— RECORDS —
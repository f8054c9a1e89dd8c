//! Graphics pipeline creation templates
//!
//! A template owns a [`ShaderStageFlow`] and knows the remaining state of the
//! pipeline it describes. [`PipelineTemplate::dynamic_states`] is the
//! override point: the base template declares no dynamic state, and wrappers
//! such as [`DynamicViewportTemplate`] move selected state to draw time.
//!
//! [`create_graphics_pipelines`] turns a batch of templates into pipelines
//! with a single device call.

use ash::vk;

use super::FixedFunctionState;
use crate::device::RenderDevice;
use crate::error::{FujiError, FujiResult};
use crate::shader::ShaderStageFlow;

/// Layout and render pass a pipeline is created against
#[derive(Debug, Clone, Copy, PartialEq, Eq)]
pub struct PipelineTarget {
    /// Pipeline layout
    pub layout: vk::PipelineLayout,
    /// Render pass the pipeline is used in
    pub render_pass: vk::RenderPass,
    /// Subpass index within `render_pass`
    pub subpass: u32,
}

impl PipelineTarget {
    /// Target subpass 0 of `render_pass`
    pub const fn new(layout: vk::PipelineLayout, render_pass: vk::RenderPass) -> Self {
        Self {
            layout,
            render_pass,
            subpass: 0,
        }
    }
}

/// Everything needed to describe one graphics pipeline
pub trait PipelineTemplate<D: RenderDevice> {
    /// Shader stages and vertex input
    fn shader_stage_flow(&self) -> &ShaderStageFlow<D>;

    /// Rasterization, blending and viewport state
    fn fixed_function_state(&self) -> &FixedFunctionState;

    /// Layout and render pass
    fn target(&self) -> PipelineTarget;

    /// State supplied at draw time instead of at creation time
    fn dynamic_states(&self) -> Vec<vk::DynamicState> {
        Vec::new()
    }

    /// Assemble the create info, borrowing from this template
    fn create_info<'a>(&'a self) -> GraphicsPipelineCreateInfo<'a>
    where
        D: 'a,
    {
        let flow = self.shader_stage_flow();
        GraphicsPipelineCreateInfo::new(
            flow.shader_stage_create_infos(),
            flow.vertex_input_state(),
            self.fixed_function_state(),
            self.target(),
            self.dynamic_states(),
        )
    }
}

/// Base template: a stage flow plus fixed-function state, no dynamic state
pub struct GraphicsPipelineCreateInfoTemplate<D: RenderDevice> {
    shader_stage_flow: ShaderStageFlow<D>,
    fixed_function_state: FixedFunctionState,
    target: PipelineTarget,
}

impl<D: RenderDevice> GraphicsPipelineCreateInfoTemplate<D> {
    /// Template over `shader_stage_flow` with default fixed-function state
    pub fn new(shader_stage_flow: ShaderStageFlow<D>, target: PipelineTarget) -> Self {
        Self {
            shader_stage_flow,
            fixed_function_state: FixedFunctionState::default(),
            target,
        }
    }

    /// Replace the fixed-function state
    #[must_use]
    pub fn with_fixed_function_state(mut self, state: FixedFunctionState) -> Self {
        self.fixed_function_state = state;
        self
    }
}

impl<D: RenderDevice> PipelineTemplate<D> for GraphicsPipelineCreateInfoTemplate<D> {
    fn shader_stage_flow(&self) -> &ShaderStageFlow<D> {
        &self.shader_stage_flow
    }

    fn fixed_function_state(&self) -> &FixedFunctionState {
        &self.fixed_function_state
    }

    fn target(&self) -> PipelineTarget {
        self.target
    }
}

/// Template whose viewport and scissor are set while recording
pub struct DynamicViewportTemplate<D: RenderDevice> {
    base: GraphicsPipelineCreateInfoTemplate<D>,
}

impl<D: RenderDevice> DynamicViewportTemplate<D> {
    /// Wrap `base`, moving its viewport and scissor to draw time
    pub const fn new(base: GraphicsPipelineCreateInfoTemplate<D>) -> Self {
        Self { base }
    }
}

impl<D: RenderDevice> PipelineTemplate<D> for DynamicViewportTemplate<D> {
    fn shader_stage_flow(&self) -> &ShaderStageFlow<D> {
        self.base.shader_stage_flow()
    }

    fn fixed_function_state(&self) -> &FixedFunctionState {
        self.base.fixed_function_state()
    }

    fn target(&self) -> PipelineTarget {
        self.base.target()
    }

    fn dynamic_states(&self) -> Vec<vk::DynamicState> {
        vec![vk::DynamicState::VIEWPORT, vk::DynamicState::SCISSOR]
    }
}

/// Create info assembled from a template
///
/// Stage list, vertex input and fixed-function state are borrowed from the
/// template for `'a`; nothing is copied. The Vulkan sub-state structs built
/// here point either into that borrowed data or into `dynamic_states`, whose
/// buffer is never modified after construction.
pub struct GraphicsPipelineCreateInfo<'a> {
    stages: &'a [vk::PipelineShaderStageCreateInfo],
    vertex_input_state: &'a vk::PipelineVertexInputStateCreateInfo,
    target: PipelineTarget,
    dynamic_states: Vec<vk::DynamicState>,
    input_assembly: vk::PipelineInputAssemblyStateCreateInfo,
    viewport_state: vk::PipelineViewportStateCreateInfo,
    rasterization: vk::PipelineRasterizationStateCreateInfo,
    multisample: vk::PipelineMultisampleStateCreateInfo,
    depth_stencil: Option<vk::PipelineDepthStencilStateCreateInfo>,
    color_blend: vk::PipelineColorBlendStateCreateInfo,
    dynamic_state: vk::PipelineDynamicStateCreateInfo,
}

impl<'a> GraphicsPipelineCreateInfo<'a> {
    /// Assemble a create info from its parts
    pub fn new(
        stages: &'a [vk::PipelineShaderStageCreateInfo],
        vertex_input_state: &'a vk::PipelineVertexInputStateCreateInfo,
        fixed: &'a FixedFunctionState,
        target: PipelineTarget,
        dynamic_states: Vec<vk::DynamicState>,
    ) -> Self {
        let input_assembly = vk::PipelineInputAssemblyStateCreateInfo::builder()
            .topology(fixed.topology)
            .primitive_restart_enable(fixed.primitive_restart)
            .build();

        let dynamic_viewport = dynamic_states.contains(&vk::DynamicState::VIEWPORT);
        let dynamic_scissor = dynamic_states.contains(&vk::DynamicState::SCISSOR);
        // Dynamic viewports still need a count, but no static data
        let (viewport_count, p_viewports) = if dynamic_viewport {
            (fixed.viewports.len().max(1), std::ptr::null())
        } else {
            (fixed.viewports.len(), fixed.viewports.as_ptr())
        };
        let (scissor_count, p_scissors) = if dynamic_scissor {
            (fixed.scissors.len().max(1), std::ptr::null())
        } else {
            (fixed.scissors.len(), fixed.scissors.as_ptr())
        };
        let viewport_state = vk::PipelineViewportStateCreateInfo {
            viewport_count: viewport_count as u32,
            p_viewports,
            scissor_count: scissor_count as u32,
            p_scissors,
            ..Default::default()
        };

        let rasterization = vk::PipelineRasterizationStateCreateInfo::builder()
            .depth_clamp_enable(false)
            .rasterizer_discard_enable(false)
            .polygon_mode(fixed.polygon_mode)
            .line_width(fixed.line_width)
            .cull_mode(fixed.cull_mode)
            .front_face(fixed.front_face)
            .depth_bias_enable(false)
            .build();

        let multisample = vk::PipelineMultisampleStateCreateInfo::builder()
            .sample_shading_enable(false)
            .rasterization_samples(fixed.samples)
            .build();

        let depth_stencil = fixed.depth_compare_op.map(|compare_op| {
            vk::PipelineDepthStencilStateCreateInfo::builder()
                .depth_test_enable(true)
                .depth_write_enable(true)
                .depth_compare_op(compare_op)
                .depth_bounds_test_enable(false)
                .stencil_test_enable(false)
                .build()
        });

        let color_blend = vk::PipelineColorBlendStateCreateInfo::builder()
            .logic_op_enable(false)
            .attachments(&fixed.color_blend_attachments)
            .build();

        let dynamic_state = vk::PipelineDynamicStateCreateInfo::builder()
            .dynamic_states(&dynamic_states)
            .build();

        Self {
            stages,
            vertex_input_state,
            target,
            dynamic_states,
            input_assembly,
            viewport_state,
            rasterization,
            multisample,
            depth_stencil,
            color_blend,
            dynamic_state,
        }
    }

    /// Shader stages borrowed from the template
    pub const fn stages(&self) -> &'a [vk::PipelineShaderStageCreateInfo] {
        self.stages
    }

    /// Vertex input state borrowed from the template
    pub const fn vertex_input_state(&self) -> &'a vk::PipelineVertexInputStateCreateInfo {
        self.vertex_input_state
    }

    /// Dynamic states of the pipeline
    pub fn dynamic_states(&self) -> &[vk::DynamicState] {
        &self.dynamic_states
    }

    /// Layout and render pass
    pub const fn target(&self) -> PipelineTarget {
        self.target
    }

    /// Reject state the device would refuse
    ///
    /// A pipeline with static viewport or scissor state needs at least one of
    /// each; see [`FixedFunctionState::with_extent`].
    pub fn validate(&self) -> FujiResult<()> {
        if self.viewport_state.viewport_count == 0 || self.viewport_state.scissor_count == 0 {
            return Err(FujiError::InvalidOperation {
                reason: format!(
                    "static viewport state needs at least one viewport and scissor (got {} and {})",
                    self.viewport_state.viewport_count, self.viewport_state.scissor_count
                ),
            });
        }
        Ok(())
    }

    /// Vulkan create info, valid for as long as `self` is borrowed
    pub fn builder(&self) -> vk::GraphicsPipelineCreateInfoBuilder<'_> {
        let mut builder = vk::GraphicsPipelineCreateInfo::builder()
            .stages(self.stages)
            .vertex_input_state(self.vertex_input_state)
            .input_assembly_state(&self.input_assembly)
            .viewport_state(&self.viewport_state)
            .rasterization_state(&self.rasterization)
            .multisample_state(&self.multisample)
            .color_blend_state(&self.color_blend)
            .layout(self.target.layout)
            .render_pass(self.target.render_pass)
            .subpass(self.target.subpass);

        if let Some(depth_stencil) = &self.depth_stencil {
            builder = builder.depth_stencil_state(depth_stencil);
        }
        if !self.dynamic_states.is_empty() {
            builder = builder.dynamic_state(&self.dynamic_state);
        }
        builder
    }
}

/// Graphics pipeline with RAII cleanup
pub struct Pipeline<D: RenderDevice> {
    device: D,
    pipeline: vk::Pipeline,
}

impl<D: RenderDevice> Pipeline<D> {
    /// Take ownership of a pipeline created on `device`
    pub const fn from_raw(device: D, pipeline: vk::Pipeline) -> Self {
        Self { device, pipeline }
    }

    /// Get pipeline handle
    pub const fn handle(&self) -> vk::Pipeline {
        self.pipeline
    }
}

impl<D: RenderDevice> Drop for Pipeline<D> {
    fn drop(&mut self) {
        log::debug!("Destroying pipeline {:?}", self.pipeline);
        self.device.destroy_pipeline(self.pipeline);
    }
}

impl<D: RenderDevice> std::fmt::Debug for Pipeline<D> {
    fn fmt(&self, f: &mut std::fmt::Formatter<'_>) -> std::fmt::Result {
        f.debug_struct("Pipeline").field("pipeline", &self.pipeline).finish_non_exhaustive()
    }
}

/// Create one pipeline per template with a single device call
///
/// Pipelines come back in template order. If the device call fails the
/// error carries its status and no pipeline is returned; the batch does not
/// report which template was at fault. Templates that fail
/// [`GraphicsPipelineCreateInfo::validate`] are rejected with
/// [`FujiError::InvalidOperation`] before the device is called.
pub fn create_graphics_pipelines<D: RenderDevice>(
    device: &D,
    templates: &[&dyn PipelineTemplate<D>],
) -> FujiResult<Vec<Pipeline<D>>> {
    if templates.is_empty() {
        return Ok(Vec::new());
    }

    let create_infos: Vec<GraphicsPipelineCreateInfo<'_>> = templates.iter().map(|template| template.create_info()).collect();
    for info in &create_infos {
        info.validate()?;
    }
    let raw_create_infos: Vec<vk::GraphicsPipelineCreateInfo> = create_infos.iter().map(|info| info.builder().build()).collect();

    let handles = device
        .create_graphics_pipelines(vk::PipelineCache::null(), &raw_create_infos)
        .map_err(|err| {
            log::error!("Batched creation of {} graphics pipelines failed: {:?}", templates.len(), err);
            FujiError::PipelineCreationFailed(err)
        })?;

    if handles.len() != templates.len() {
        log::error!("Device returned {} pipelines for a batch of {}", handles.len(), templates.len());
        for handle in handles {
            device.destroy_pipeline(handle);
        }
        return Err(FujiError::PipelineCreationFailed(vk::Result::ERROR_UNKNOWN));
    }

    log::debug!("Created {} graphics pipelines", handles.len());
    Ok(handles.into_iter().map(|handle| Pipeline::from_raw(device.clone(), handle)).collect())
}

— EXERCISE DIRECTIONS —
If a line falls between the first line of the data above and the line holding "state, no dynamic state", inclusive, retype it exactly; retype no other line.

— REPLY —
repository f8054c9a1e89dd8c
//! Graphics pipeline creation templates
//!
//! A template owns a [`ShaderStageFlow`] and knows the remaining state of the
//! pipeline it describes. [`PipelineTemplate::dynamic_states`] is the
//! override point: the base template declares no dynamic state, and wrappers
//! such as [`DynamicViewportTemplate`] move selected state to draw time.
//!
//! [`create_graphics_pipelines`] turns a batch of templates into pipelines
//! with a single device call.

use ash::vk;

use super::FixedFunctionState;
use crate::device::RenderDevice;
use crate::error::{FujiError, FujiResult};
use crate::shader::ShaderStageFlow;

/// Layout and render pass a pipeline is created against
#[derive(Debug, Clone, Copy, PartialEq, Eq)]
pub struct PipelineTarget {
    /// Pipeline layout
    pub layout: vk::PipelineLayout,
    /// Render pass the pipeline is used in
    pub render_pass: vk::RenderPass,
    /// Subpass index within `render_pass`
    pub subpass: u32,
}

impl PipelineTarget {
    /// Target subpass 0 of `render_pass`
    pub const fn new(layout: vk::PipelineLayout, render_pass: vk::RenderPass) -> Self {
        Self {
            layout,
            render_pass,
            subpass: 0,
        }
    }
}

/// Everything needed to describe one graphics pipeline
pub trait PipelineTemplate<D: RenderDevice> {
    /// Shader stages and vertex input
    fn shader_stage_flow(&self) -> &ShaderStageFlow<D>;

    /// Rasterization, blending and viewport state
    fn fixed_function_state(&self) -> &FixedFunctionState;

    /// Layout and render pass
    fn target(&self) -> PipelineTarget;

    /// State supplied at draw time instead of at creation time
    fn dynamic_states(&self) -> Vec<vk::DynamicState> {
        Vec::new()
    }

    /// Assemble the create info, borrowing from this template
    fn create_info<'a>(&'a self) -> GraphicsPipelineCreateInfo<'a>
    where
        D: 'a,
    {
        let flow = self.shader_stage_flow();
        GraphicsPipelineCreateInfo::new(
            flow.shader_stage_create_infos(),
            flow.vertex_input_state(),
            self.fixed_function_state(),
            self.target(),
            self.dynamic_states(),
        )
    }
}

/// Base template: a stage flow plus fixed-function state, no dynamic state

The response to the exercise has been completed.